245 F. 360 | E.D. Pa. | 1917

DICKINSON, District Judge.

The technical question raised is whether a writ of habeas corpus should of right issue. The real question is when and how far the courts should invade the domain of military authority. This country has been found and adjudged to be in a state of war. The national defense is an absolute necessity of our existence. The people of the United States have prepared themselves for such a situation by confiding to Congress the power to declare war and to support and maintain armies for the national defense. This is necessarily a master power, to be exercised without the hampering interference of any one. The call of men to the colors is within, and necessarily within, the exercise of this power. To whom the call goes out, and who is to make an answering response, are matters germane to, and indeed necessarily involved in, the exercise of the war-making power. Questions which necessarily arise, or may be expected to arise, must be determined in some way and by some tribunal. The war-making power may therefore provide the required system and constitute the needed tribunals. It is not only lawful, but fitting, that they should be military tribunals.

Congress has constituted such tribunals for the war in which our people are now engaged. The lawful and independent jurisdiction which belongs to other tribunals belongs to them. To this jurisdiction all must submit, and all who are well disposed to our country will willingly submit. Upon whom of those within the prescribed age limits, who have registered, the duty of military service has been imposed, because of their being citizens or denizens who have declared their intention to become citizens; who are to be excluded from the privilege of service, because alien enemies ; who are exempt from service, because of the existence of any of the prescribed reasons for exemption; who are ill fitted for the performance of military service; and who have responsibilities and duties elsewhere, so imperative and urgent as to' prevent active military service — are all matters of which these tribunals have jurisdiction. They, indeed, constitute in an emphatic sense the subject-matter of that jurisdiction. When and within what limits are the courts justified in interfering with the exercise of this necessary jurisdiction and this well-ordered system? To the courts, it is true, has been committed the duty of safeguarding all the rights of the individual, and' of course his right to his personal liberty. The writ of habeas corpus is a practically effective and justly valued instrument for the enforcement of that right. It deserves the high tribute and eulogy which counsel for relator has paid to it. The liberty, however, which it protects is liberty under the law.

*362The power of the court to enforce this writ'is limited, as is every other power, to its lawful exercise. Untold* numbers of persons are restrained of their liberties, to whom the courts can give no relief. A line defining the limits of their interference must be drawn.

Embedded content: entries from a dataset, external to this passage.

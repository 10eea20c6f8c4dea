//! Error types for `erario-core`.

use std::{fmt, path::PathBuf};

use thiserror::Error;

/// Boxed error from an external collaborator (a [`Source`](crate::Source)
/// or a [`Sink`](crate::Sink)).
pub type BoxError = Box<dyn std::error::Error + Send + Sync + 'static>;

/// The per-year pipeline stage an error is attributed to.
#[derive(Debug, Clone, Copy, PartialEq, Eq)]
pub enum Stage {
  Fetch,
  Extract,
  Aggregate,
  Upsert,
}

impl fmt::Display for Stage {
  fn fmt(&self, f: &mut fmt::Formatter<'_>) -> fmt::Result {
    f.write_str(match self {
      Self::Fetch => "fetch",
      Self::Extract => "extract",
      Self::Aggregate => "aggregate",
      Self::Upsert => "upsert",
    })
  }
}

#[derive(Debug, Error)]
pub enum Error {
  #[error("i/o error on {path}: {source}")]
  Io {
    path:   PathBuf,
    #[source]
    source: std::io::Error,
  },

  #[error("csv error: {0}")]
  Csv(#[from] csv::Error),

  #[error("record {record} is not valid {encoding}")]
  Decode {
    encoding: &'static str,
    record:   u64,
  },

  #[error("required column {0:?} is missing from the header")]
  MissingColumn(&'static str),

  #[error("upsert into {table} failed at batch {batch} ({committed} batches committed): {source}")]
  Sink {
    table:     String,
    batch:     usize,
    committed: usize,
    #[source]
    source:    BoxError,
  },

  #[error("invalid year range: from {from} is after to {to}")]
  InvalidRange { from: i32, to: i32 },

  #[error("year {year} failed during {stage}: {source}")]
  Year {
    year:   i32,
    stage:  Stage,
    #[source]
    source: BoxError,
  },

  #[error("background task failed: {0}")]
  Task(#[from] tokio::task::JoinError),
}

impl Error {
  pub(crate) fn io(path: impl Into<PathBuf>, source: std::io::Error) -> Self {
    Self::Io { path: path.into(), source }
  }

  /// Whether a fresh pass under another text encoding could succeed where
  /// this attempt failed.
  pub fn is_decode_failure(&self) -> bool {
    match self {
      Self::Decode { .. } => true,
      Self::Csv(e) => !matches!(e.kind(), csv::ErrorKind::Io(_)),
      _ => false,
    }
  }

  /// Attribute this error to a stage of a given year.
  pub fn in_year(self, year: i32, stage: Stage) -> Self {
    match self {
      already @ Self::Year { .. } => already,
      other => Self::Year { year, stage, source: Box::new(other) },
    }
  }
}

pub type Result<T, E = Error> = std::result::Result<T, E>;
//! Core types and pipeline stages for the Erario budget loader.
//!
//! This crate is deliberately free of HTTP and database dependencies. The
//! archive source and the tabular sink are reached through the [`Source`]
//! and [`Sink`] traits; concrete backends live in other crates.

// We intentionally use native `async fn` in traits (stabilised in Rust 1.75).
// Suppress the advisory lint about `Send` bounds on the returned futures.
#![allow(async_fn_in_trait)]

pub mod aggregate;
pub mod columns;
pub mod delimiter;
pub mod dimension;
pub mod driver;
pub mod error;
pub mod fact;
pub mod ipc;
pub mod money;
pub mod sink;
pub mod source;
pub mod upsert;

pub use error::{Error, Result, Stage};
pub use money::Money;
pub use sink::Sink;
pub use source::Source;

#[cfg(test)]
mod tests;
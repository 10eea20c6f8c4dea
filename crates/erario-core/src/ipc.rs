//! Monthly consumer-price-index series, used downstream to deflate amounts.
//!
//! The series API returns `[period, value]` pairs; values are run through the
//! same decimal codec as budget amounts.

use serde::Deserialize;

use crate::{
  Money,
  sink::{Record, TableSpec},
};

pub const DEFAULT_SERIES_ID: &str = "145.3_INGNACNAL_DICI_M_15";
pub const SERIES_API_URL: &str = "https://apis.datos.gob.ar/series/api/series/";
pub const BASE: &str = "dic-2016=100";
pub const FUENTE: &str = "apis.datos.gob.ar (INDEC)";

pub const IPC_TABLE: TableSpec = TableSpec { name: "ipc_indice_mensual", conflict: &["periodo"] };

/// The subset of the series API response that is loaded.
#[derive(Debug, Clone, Default, Deserialize)]
pub struct SeriesResponse {
  #[serde(default)]
  pub meta: Option<serde_json::Value>,
  #[serde(default)]
  pub data: Vec<(Option<String>, serde_json::Value)>,
}

/// Plain decimal text for a JSON number. `f64`'s `Display` never uses
/// exponent notation, unlike the JSON serializer (`1e-5`).
fn number_text(n: &serde_json::Number) -> String {
  match (n.as_i64(), n.as_u64(), n.as_f64()) {
    (Some(i), _, _) => i.to_string(),
    (_, Some(u), _) => u.to_string(),
    (_, _, Some(f)) => f.to_string(),
    _ => n.to_string(),
  }
}

fn index_value(raw: &serde_json::Value) -> Option<Money> {
  match raw {
    serde_json::Value::String(s) => Some(Money::parse(s)),
    serde_json::Value::Number(n) => Some(Money::parse(&number_text(n))),
    _ => None,
  }
}

/// One record per data point; points without a period or value are dropped.
pub fn ipc_records(response: &SeriesResponse) -> Vec<Record> {
  response
    .data
    .iter()
    .filter_map(|(period, value)| {
      let period = period.as_deref().map(str::trim).filter(|p| !p.is_empty())?;
      let index = index_value(value)?;
      Some(
        Record::new()
          .with("periodo", period)
          .with("ipc_indice", index)
          .with("fuente", FUENTE)
          .with("base", BASE),
      )
    })
    .collect()
}
//! Encoding helpers between sink records and SQLite statements and values.
//!
//! Identifiers come from static table specs but are still validated before
//! being spliced into SQL. Monetary values are bound as canonical decimal
//! text.

use erario_core::sink::{TableSpec, Value};
use rusqlite::types::Value as SqlValue;

use crate::{Error, Result};

// ─── Values ──────────────────────────────────────────────────────────────────

pub fn encode_value(value: &Value) -> SqlValue {
  match value {
    Value::Text(s) => SqlValue::Text(s.clone()),
    Value::Int(i) => SqlValue::Integer(*i),
    Value::Money(m) => SqlValue::Text(m.to_string()),
  }
}

// ─── Identifiers ─────────────────────────────────────────────────────────────

pub fn quote_identifier(name: &str) -> Result<String> {
  let valid = !name.is_empty()
    && name
      .bytes()
      .all(|b| b.is_ascii_lowercase() || b.is_ascii_digit() || b == b'_');
  if !valid {
    return Err(Error::InvalidIdentifier(name.to_owned()));
  }
  Ok(format!("\"{name}\""))
}

fn quote_all(names: &[&str]) -> Result<Vec<String>> {
  names.iter().map(|n| quote_identifier(n)).collect()
}

// ─── Statements ──────────────────────────────────────────────────────────────

/// `INSERT … ON CONFLICT (<conflict>) DO UPDATE` over `columns`; every
/// non-key column takes the incoming value.
pub fn upsert_sql(table: &TableSpec, columns: &[&str]) -> Result<String> {
  let table_name = quote_identifier(table.name)?;
  let quoted = quote_all(columns)?;
  let conflict = quote_all(table.conflict)?;

  let placeholders: Vec<String> = (1..=columns.len()).map(|i| format!("?{i}")).collect();
  let updates: Vec<String> = columns
    .iter()
    .zip(&quoted)
    .filter(|(c, _)| !table.conflict.contains(c))
    .map(|(_, q)| format!("{q} = excluded.{q}"))
    .collect();

  let action = if updates.is_empty() {
    "DO NOTHING".to_owned()
  } else {
    format!("DO UPDATE SET {}", updates.join(", "))
  };

  Ok(format!(
    "INSERT INTO {table_name} ({}) VALUES ({}) ON CONFLICT ({}) {action}",
    quoted.join(", "),
    placeholders.join(", "),
    conflict.join(", "),
  ))
}
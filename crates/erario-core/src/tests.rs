//! Pipeline tests: files on disk, a local source and an in-memory sink with
//! upsert-by-key semantics.

use std::{
  collections::{BTreeMap, BTreeSet},
  io,
  path::{Path, PathBuf},
  sync::Mutex,
};

use tempfile::TempDir;

use crate::{
  Error, Sink, Source, Stage,
  aggregate::{TextEncoding, aggregate_file, aggregate_file_with},
  columns::normalize_column_name,
  dimension::{Dimension, DimensionKey},
  driver::{Driver, FailurePolicy, YearRange},
  sink::{Record, TableSpec, Value},
  upsert::FACT_TABLE,
};

const HEADER: &str = "Impacto_Presupuestario_Mes;Jurisdicción_ID;Jurisdicción_Desc;Servicio_ID;\
Servicio_Desc;Programa_ID;Programa_Desc;Subprograma_ID;Subprograma_Desc;Inciso_ID;Inciso_Desc;\
Ubicación_Geográfica_ID;Ubicación_Geográfica_Desc;Finalidad_ID;Finalidad_Desc;Función_ID;Función_Desc;\
Fuente_Financiamiento_ID;Fuente_Financiamiento_Desc;Crédito_Devengado;Crédito_Vigente";

fn line(month: &str, jur_desc: &str, accrued: &str, budget: &str) -> String {
  format!(
    "{month};20;{jur_desc};320;Servicio;16;Programa;0;Subprograma;1;Personal;2;CABA;3;Servicios;1;Salud;11;Tesoro;{accrued};{budget}\n"
  )
}

fn write_file(dir: &Path, name: &str, bytes: &[u8]) -> PathBuf {
  let path = dir.join(name);
  std::fs::write(&path, bytes).unwrap();
  path
}

fn utf8_file(dir: &Path, year: i32, lines: &[String]) -> PathBuf {
  let mut text = format!("{HEADER}\n");
  lines.iter().for_each(|l| text.push_str(l));
  write_file(dir, &format!("{year}.csv"), text.as_bytes())
}

/// Valid UTF-8 rows first, then a row with a Latin-1 `ó`.
fn latin1_bytes() -> Vec<u8> {
  let header = HEADER.split(';').map(normalize_column_name).collect::<Vec<_>>().join(";");
  let mut bytes = format!("{header}\n").into_bytes();
  bytes.extend_from_slice(line("1", "Ministerio", "100,50", "0").as_bytes());
  bytes.extend_from_slice(line("1", "Ministerio", "50,25", "10").as_bytes());
  bytes.extend_from_slice(&line("2", "Educaci\u{f3}n", "7", "0").chars().map(|c| c as u8).collect::<Vec<_>>());
  bytes
}

// ─── Fakes ───────────────────────────────────────────────────────────────────

/// Serves `{dir}/{year}.csv`; extraction is the identity.
struct LocalSource {
  dir: PathBuf,
}

impl Source for LocalSource {
  type Error = io::Error;

  async fn fetch(&self, year: i32) -> Result<PathBuf, io::Error> {
    let path = self.dir.join(format!("{year}.csv"));
    if path.exists() {
      Ok(path)
    } else {
      Err(io::Error::new(io::ErrorKind::NotFound, format!("no source for {year}")))
    }
  }

  async fn extract(&self, _year: i32, archive: &Path) -> Result<PathBuf, io::Error> { Ok(archive.to_path_buf()) }
}

fn cell(value: &Value) -> String {
  match value {
    Value::Text(s) => s.clone(),
    Value::Int(i) => i.to_string(),
    Value::Money(m) => m.to_string(),
  }
}

/// Table name → conflict-key values → record.
#[derive(Default)]
struct MemorySink {
  tables: Mutex<BTreeMap<&'static str, BTreeMap<Vec<String>, Record>>>,
}

impl MemorySink {
  fn rows(&self, table: &str) -> Vec<Record> {
    self.tables.lock().unwrap().get(table).map(|t| t.values().cloned().collect()).unwrap_or_default()
  }

  fn fact_hashes(&self) -> BTreeSet<String> {
    self.rows(FACT_TABLE.name).iter().filter_map(|r| r.get("row_hash").map(cell)).collect()
  }
}

impl Sink for MemorySink {
  type Error = io::Error;

  async fn upsert(&self, table: &TableSpec, records: &[Record]) -> Result<(), io::Error> {
    let mut tables = self.tables.lock().unwrap();
    let rows = tables.entry(table.name).or_default();
    for record in records {
      let key = table
        .conflict
        .iter()
        .map(|c| record.get(c).map(cell).ok_or_else(|| io::Error::other(format!("missing {c}"))))
        .collect::<io::Result<Vec<_>>>()?;
      rows.insert(key, record.clone());
    }
    Ok(())
  }
}

// ─── Encoding fallback ───────────────────────────────────────────────────────

#[test]
fn fallback_leaves_no_residue_from_failed_attempt() {
  let dir = TempDir::new().unwrap();
  let path = write_file(dir.path(), "mixed.csv", &latin1_bytes());

  let recovered = aggregate_file(&path, 2024).unwrap();
  let direct = aggregate_file_with(&path, 2024, TextEncoding::Latin1).unwrap();

  assert_eq!(recovered.encoding, TextEncoding::Latin1);
  assert_eq!(recovered.facts, direct.facts);
  assert_eq!(recovered.current, direct.current);
  assert_eq!(recovered.historical, direct.historical);
  assert_eq!(recovered.rows_total, 3);

  // The two January rows were seen by the failed UTF-8 attempt too; they
  // must only be counted once.
  let january = recovered.facts.iter().find(|(k, _)| k.month == 1).unwrap().1;
  assert_eq!(january.accrued.to_string(), "150.75");
  assert_eq!(
    recovered.current.get(Dimension::Jurisdiccion)[&DimensionKey::from(["20"])],
    "Educación"
  );
}

#[test]
fn header_without_month_is_fatal() {
  let dir = TempDir::new().unwrap();
  let path = write_file(dir.path(), "no-month.csv", b"a,b\n1,2\n");
  let err = aggregate_file(&path, 2024).unwrap_err();
  assert!(matches!(err, Error::MissingColumn(_)));
  assert!(!err.is_decode_failure());
}

#[test]
fn latin1_primary_has_no_fallback() {
  assert_eq!(TextEncoding::Latin1.fallback(), None);
  assert_eq!(TextEncoding::Utf8.fallback(), Some(TextEncoding::Latin1));
}

#[test]
fn utf8_file_uses_primary_encoding() {
  let dir = TempDir::new().unwrap();
  let path = utf8_file(dir.path(), 2024, &[line("3", "Ministerio de Economía", "1.000,5", "2.000")]);
  let agg = aggregate_file(&path, 2024).unwrap();
  assert_eq!(agg.encoding, TextEncoding::Utf8);
  assert_eq!(agg.facts.len(), 1);
  assert_eq!(
    agg.current.get(Dimension::Jurisdiccion)[&DimensionKey::from(["20"])],
    "Ministerio de Economía"
  );
}

// ─── Driver ──────────────────────────────────────────────────────────────────

#[tokio::test]
async fn rerun_is_idempotent() {
  let dir = TempDir::new().unwrap();
  utf8_file(dir.path(), 2023, &[line("1", "Min", "1", "2"), line("2", "Min", "3", "0")]);
  utf8_file(dir.path(), 2024, &[line("1", "Min", "5", "0"), line("13", "Min", "9", "9")]);

  let source = LocalSource { dir: dir.path().to_path_buf() };
  let sink = MemorySink::default();
  let driver = Driver::new(&source, &sink).batch_size(1);
  let range = YearRange::new(2023, 2024).unwrap();

  let first = driver.run(range).await.unwrap();
  assert!(first.is_success());
  assert_eq!(first.completed.len(), 2);
  assert_eq!(first.completed[1].rows_skipped, 1);
  let hashes = sink.fact_hashes();
  assert_eq!(hashes.len(), 3);

  driver.run(range).await.unwrap();
  assert_eq!(sink.fact_hashes(), hashes);
  assert_eq!(sink.rows(FACT_TABLE.name).len(), 3);
  assert_eq!(sink.rows("dim_jurisdiccion").len(), 1);
  assert_eq!(sink.rows("dim_jurisdiccion_hist").len(), 2);
}

#[tokio::test]
async fn historical_snapshots_keep_each_years_description() {
  let dir = TempDir::new().unwrap();
  utf8_file(dir.path(), 2023, &[line("1", "Ministerio de Hacienda", "1", "0")]);
  utf8_file(dir.path(), 2024, &[line("1", "Ministerio de Economía", "1", "0")]);

  let source = LocalSource { dir: dir.path().to_path_buf() };
  let sink = MemorySink::default();
  Driver::new(&source, &sink).run(YearRange::new(2023, 2024).unwrap()).await.unwrap();

  let current = sink.rows("dim_jurisdiccion");
  assert_eq!(current.len(), 1);
  assert_eq!(current[0].get("jurisdiccion_desc"), Some(&Value::from("Ministerio de Economía")));

  let hist: Vec<_> = sink
    .rows("dim_jurisdiccion_hist")
    .iter()
    .map(|r| (r.get("ejercicio_presupuestario").map(cell), r.get("jurisdiccion_desc").map(cell)))
    .collect();
  assert_eq!(
    hist,
    [
      (Some("2023".into()), Some("Ministerio de Hacienda".into())),
      (Some("2024".into()), Some("Ministerio de Economía".into())),
    ]
  );
}

#[tokio::test]
async fn abort_policy_stops_at_first_failed_year() {
  let dir = TempDir::new().unwrap();
  utf8_file(dir.path(), 2022, &[line("1", "Min", "1", "0")]);
  utf8_file(dir.path(), 2024, &[line("1", "Min", "1", "0")]);

  let source = LocalSource { dir: dir.path().to_path_buf() };
  let sink = MemorySink::default();
  let err = Driver::new(&source, &sink).run(YearRange::new(2022, 2024).unwrap()).await.unwrap_err();

  assert!(matches!(err, Error::Year { year: 2023, stage: Stage::Fetch, .. }));
  // 2022 stays committed; 2024 was never reached.
  let years: BTreeSet<_> = sink
    .rows(FACT_TABLE.name)
    .iter()
    .filter_map(|r| r.get("ejercicio_presupuestario").map(cell))
    .collect();
  assert_eq!(years, BTreeSet::from(["2022".to_string()]));
}

#[tokio::test]
async fn keep_going_policy_collects_failures() {
  let dir = TempDir::new().unwrap();
  utf8_file(dir.path(), 2022, &[line("1", "Min", "1", "0")]);
  utf8_file(dir.path(), 2024, &[line("1", "Min", "1", "0")]);

  let source = LocalSource { dir: dir.path().to_path_buf() };
  let sink = MemorySink::default();
  let report = Driver::new(&source, &sink)
    .policy(FailurePolicy::KeepGoing)
    .run(YearRange::new(2022, 2024).unwrap())
    .await
    .unwrap();

  assert!(!report.is_success());
  assert_eq!(report.completed.iter().map(|r| r.year).collect::<Vec<_>>(), [2022, 2024]);
  assert_eq!(report.failed.len(), 1);
  assert!(matches!(report.failed[0], Error::Year { year: 2023, .. }));
}

#[tokio::test]
async fn aggregation_errors_are_attributed_to_their_stage() {
  let dir = TempDir::new().unwrap();
  write_file(dir.path(), "2024.csv", b"jurisdiccion_id;credito_devengado\n20;1\n");

  let source = LocalSource { dir: dir.path().to_path_buf() };
  let sink = MemorySink::default();
  let err = Driver::new(&source, &sink).run_year(2024).await.unwrap_err();
  match err {
    Error::Year { year, stage, source } => {
      assert_eq!((year, stage), (2024, Stage::Aggregate));
      assert!(source.to_string().contains("impacto_presupuestario_mes"));
    }
    other => panic!("unexpected error: {other}"),
  }
  assert!(sink.rows(FACT_TABLE.name).is_empty());
}
//! The `Sink` trait and the record shape it accepts.
//!
//! The pipeline needs exactly one capability from storage: upsert a batch of
//! records into a named table, resolving conflicts on a given column set.
//! Backends live in other crates (`erario-store-sqlite`, the REST sink in
//! `erario-cli`).

use std::future::Future;

use serde::{Serialize, Serializer, ser::SerializeMap};

use crate::Money;

// ─── Records ─────────────────────────────────────────────────────────────────

/// A single column value.
#[derive(Debug, Clone, PartialEq, Eq)]
pub enum Value {
  Text(String),
  Int(i64),
  /// Written as the canonical decimal string, never as a float.
  Money(Money),
}

impl Serialize for Value {
  fn serialize<S: Serializer>(&self, serializer: S) -> Result<S::Ok, S::Error> {
    match self {
      Self::Text(s) => serializer.serialize_str(s),
      Self::Int(i) => serializer.serialize_i64(*i),
      Self::Money(m) => m.serialize(serializer),
    }
  }
}

impl From<&str> for Value {
  fn from(s: &str) -> Self { Self::Text(s.to_owned()) }
}

impl From<String> for Value {
  fn from(s: String) -> Self { Self::Text(s) }
}

impl From<i64> for Value {
  fn from(i: i64) -> Self { Self::Int(i) }
}

impl From<Money> for Value {
  fn from(m: Money) -> Self { Self::Money(m) }
}

/// An ordered set of named column values. Serializes as a JSON object.
#[derive(Debug, Clone, Default, PartialEq, Eq)]
pub struct Record(Vec<(&'static str, Value)>);

impl Record {
  pub fn new() -> Self { Self::default() }

  pub fn with(mut self, column: &'static str, value: impl Into<Value>) -> Self {
    self.0.push((column, value.into()));
    self
  }

  pub fn columns(&self) -> impl Iterator<Item = &'static str> + '_ { self.0.iter().map(|(c, _)| *c) }

  pub fn values(&self) -> impl Iterator<Item = &Value> { self.0.iter().map(|(_, v)| v) }

  pub fn get(&self, column: &str) -> Option<&Value> {
    self.0.iter().find(|(c, _)| *c == column).map(|(_, v)| v)
  }
}

impl Serialize for Record {
  fn serialize<S: Serializer>(&self, serializer: S) -> Result<S::Ok, S::Error> {
    let mut map = serializer.serialize_map(Some(self.0.len()))?;
    for (column, value) in &self.0 {
      map.serialize_entry(column, value)?;
    }
    map.end()
  }
}

// ─── Tables ──────────────────────────────────────────────────────────────────

/// A sink table and the columns its upserts resolve conflicts on.
#[derive(Debug, Clone, Copy, PartialEq, Eq)]
pub struct TableSpec {
  pub name:     &'static str,
  pub conflict: &'static [&'static str],
}

// ─── Trait ───────────────────────────────────────────────────────────────────

/// Abstraction over the tabular store the pipeline writes into.
///
/// `upsert` is insert-or-update on `table.conflict`. No transactions across
/// tables and no foreign-key enforcement are assumed. A batch either commits
/// or returns an error; callers never retry.
pub trait Sink: Send + Sync {
  type Error: std::error::Error + Send + Sync + 'static;

  /// Upsert one batch of records into `table`.
  fn upsert<'a>(
    &'a self,
    table: &'a TableSpec,
    records: &'a [Record],
  ) -> impl Future<Output = Result<(), Self::Error>> + Send + 'a;
}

It is not a limitation of the power, but in the occasion of its exercise. A recognized line, is defined by the query of whether the investigation will in effect be an appellate review of what has been determined by some other tribunal of competent jurisdiction. This is voiced in the maxim or phrase that the writ of habeas corpus cannot be made a substitute for a writ of error. It does not necessarily mean that the courts may not cross this line; but it does mean that the courts recognize the duty of not crossing it, unless the call to do so is imperative, because of want of jurisdiction, usurpation of power, or arbitrary denial of rights. All the facts we .are here asked to find either have been or may be determined by other tribunals established by law for this purpose. If they have not been asked to determine them, the relators should be referred to those tribunals. If they have been decided, we see no occasion under the averments of these petitions to exercise an appellate duty which has not been imposed upon the court.

One of the questions raised is that of citizenship. By the express terms of the act, one who is an alien, unless he has declared his intention to become a citizen, is not within the provisions of the Military Service Act (Act May 18, 1917). Whether the fact should be found in favor, of a particular relator can be determined by one tribunal as well as by another, and should be determined by that tribunal to 'which Congress has committed the duty to pass upon it. The fact that some* of the relators claim to be subjects of the king of Italy, and by treaty not liable to military service here, we do not see affects the question. The treaty and act of Congress are alike in this respect. The difference is that the fact upon which their exclusion rests is one which upon the demand of the sovereign to whom they owe allegiance may be found, and their release ordered by the Department of State. This, then, is an additional recourse open to them. Many practical reasons buttress the clearly established policy of the law.

All which we are now called upon to determine is that the averments of the petitions in these cases, do not move the court to the issuance of the writs, or bring the applicants within the class who may seek the protection of the courts.

The allowance of the writ is therefore in each case denied.